TANGERANG (TEROPONGSENAYAN) - Melihat maraknya pekerja seks komersial (PSK), pengurus Majelis Ulama Indonesia (MUI) Kabupaten Tangerang, Banten 'terpaksa turun gunung'. Mereka melakukan pembinaan terhadap para PSK yang merupakan penghuni lokalisasi di Desa Dadap, Kecamatan Kosambi.
"Kami mengajak mereka untuk bertobat dan kembali ke jalan yang benar dengan mencari rezeki halal," kata Sekretaris MUI Kabupaten Tangerang Nur Alam di Tangerang, Senin (28/3/2016).
Nur Alam mengatakan, para PSK itu bukan musuh tapi perlu pembinaan dan mereka membutuhkan jalan keluar supaya mendapatkan penghasilan dengan halal untuk menghidupi keluarga.
Upaya pembinaan rohani tersebut atas koordinasi aparat Dinas Sosial Pemkab Tangerang yang melakukan pendataan terhadap PSK yang ingin beralih profesi menjelang pembongkaran bangunan pada 23 Mei 2016.
Masalah itu terkait langkah Pemkab Tangerang yang melakukan penertiban sejumlah bangunan di Dadap sesuai program pemerintah pusat bahwa hingga tahun 2017 semua kawasan prostitusi di Indonesia harus dibongkar.
Untuk itu, Pemkab Tangerang menggandeng akademisi dari Universitas Gajah Mada (UGM) Yogyakarta, untuk membuat rencana kawasan Dadap menjadi pusat kajian Islam dan kampung nelayan.
Aparat Pemkab Tangerang sudah mendapatkan paparan dari Prof Budi Pratikno dari UGM dan mengubah kawasan kumuh menjadi lebih baik.

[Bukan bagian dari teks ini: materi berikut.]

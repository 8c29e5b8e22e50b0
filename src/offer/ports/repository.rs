//! Repository port for offers.

use crate::{
    identity::domain::UserId,
    offer::domain::{Offer, OfferId, OfferStatus},
    task::domain::TaskId,
};
use async_trait::async_trait;
use std::sync::Arc;
use thiserror::Error;

/// Result type for offer repository operations.
pub type OfferRepositoryResult<T> = Result<T, OfferRepositoryError>;

/// Offer persistence contract.
///
/// Implementations enforce one offer per task and provider at the store, so
/// two concurrent submissions cannot both be inserted.
#[async_trait]
pub trait OfferRepository: Send + Sync {
    /// Inserts a new offer.
    ///
    /// # Errors
    ///
    /// Returns [`OfferRepositoryError::DuplicateOffer`] when the provider
    /// already has an offer on the task.
    async fn insert(&self, offer: &Offer) -> OfferRepositoryResult<()>;

    /// Persists `offer` only if the stored status still equals `expected`.
    ///
    /// # Errors
    ///
    /// Returns [`OfferRepositoryError::NotFound`] or
    /// [`OfferRepositoryError::StatusConflict`] when another writer decided
    /// the offer first.
    async fn update_if_status(
        &self,
        offer: &Offer,
        expected: OfferStatus,
    ) -> OfferRepositoryResult<()>;

    /// Finds an offer by identifier.
    async fn find_by_id(&self, id: OfferId) -> OfferRepositoryResult<Option<Offer>>;

    /// Finds the provider's offer on a task, if any.
    async fn find_by_task_and_provider(
        &self,
        task_id: TaskId,
        provider: UserId,
    ) -> OfferRepositoryResult<Option<Offer>>;

    /// Lists offers on a task, newest first.
    async fn list_by_task(&self, task_id: TaskId) -> OfferRepositoryResult<Vec<Offer>>;

    /// Lists offers written by a provider, newest first.
    async fn list_by_provider(&self, provider: UserId) -> OfferRepositoryResult<Vec<Offer>>;

    /// Counts offers on a task.
    async fn count_by_task(&self, task_id: TaskId) -> OfferRepositoryResult<u32>;
}

/// Errors returned by offer repository implementations.
#[derive(Debug, Clone, Error)]
pub enum OfferRepositoryError {
    /// The provider already has an offer on the task.
    #[error("provider {provider} already has an offer on task {task_id}")]
    DuplicateOffer {
        /// Targeted task.
        task_id: TaskId,
        /// Bidding provider.
        provider: UserId,
    },

    /// An offer with the same identifier already exists.
    #[error("duplicate offer identifier: {0}")]
    DuplicateId(OfferId),

    /// The offer was not found.
    #[error("offer not found: {0}")]
    NotFound(OfferId),

    /// The conditional write lost against another writer.
    #[error("offer {offer_id} status is {actual}, expected {expected}")]
    StatusConflict {
        /// Offer whose write was rejected.
        offer_id: OfferId,
        /// Status the writer expected.
        expected: OfferStatus,
        /// Status found at write time.
        actual: OfferStatus,
    },

    /// Persistence-layer failure.
    #[error("persistence error: {0}")]
    Persistence(Arc<dyn std::error::Error + Send + Sync>),
}

impl OfferRepositoryError {
    /// Wraps a persistence error.
    pub fn persistence(err: impl std::error::Error + Send + Sync + 'static) -> Self {
        Self::Persistence(Arc::new(err))
    }
}
//! Fan-out sink backed by a Tokio broadcast channel.
//!
//! Real-time delivery layers subscribe to the channel and route events to
//! their own rooms or connections. Slow subscribers lag and lose the oldest
//! events rather than slowing down the marketplace.

use crate::notification::{
    domain::DomainEvent,
    ports::{NotificationError, NotificationSink},
};
use async_trait::async_trait;
use std::num::NonZeroUsize;
use tokio::sync::broadcast;

const DEFAULT_CAPACITY: NonZeroUsize = match NonZeroUsize::new(256) {
    Some(capacity) => capacity,
    None => NonZeroUsize::MIN,
};

/// Sink that publishes events to every current subscriber.
#[derive(Debug, Clone)]
pub struct BroadcastNotificationSink {
    sender: broadcast::Sender<DomainEvent>,
}

impl BroadcastNotificationSink {
    /// Creates a sink whose subscribers buffer up to `capacity` events.
    #[must_use]
    pub fn new(capacity: NonZeroUsize) -> Self {
        let (sender, _) = broadcast::channel(capacity.get());
        Self { sender }
    }

    /// Subscribes to events emitted after this call.
    #[must_use]
    pub fn subscribe(&self) -> broadcast::Receiver<DomainEvent> {
        self.sender.subscribe()
    }
}

impl Default for BroadcastNotificationSink {
    fn default() -> Self {
        Self::new(DEFAULT_CAPACITY)
    }
}

#[async_trait]
impl NotificationSink for BroadcastNotificationSink {
    async fn emit(&self, event: &DomainEvent) -> Result<(), NotificationError> {
        // No subscribers is a normal state; the event is simply not observed.
        if self.sender.send(event.clone()).is_err() {
            tracing::debug!(event = event.name(), "no notification subscribers");
        }
        Ok(())
    }
}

Namun saat ini kawasan Dadap merupakan perkampungan nelayan yang kumuh dan terdapat lokasi prostitusi sehingga perlu dirombak dan ditata.
Meski begitu, kawasan Dadap tersebut dengan luas sekitar 12 hektare milik PT Angkasara Pura II, pengelola Bandara Internasional Soekarno-Hatta serta lainnya tanah pengairan.
Penataan kawasan tersebut juga melibatkan pihak ketiga bahwa banyak perusahaan yang ada di sekitar yang peduli terhadap kondisi lingkungan itu.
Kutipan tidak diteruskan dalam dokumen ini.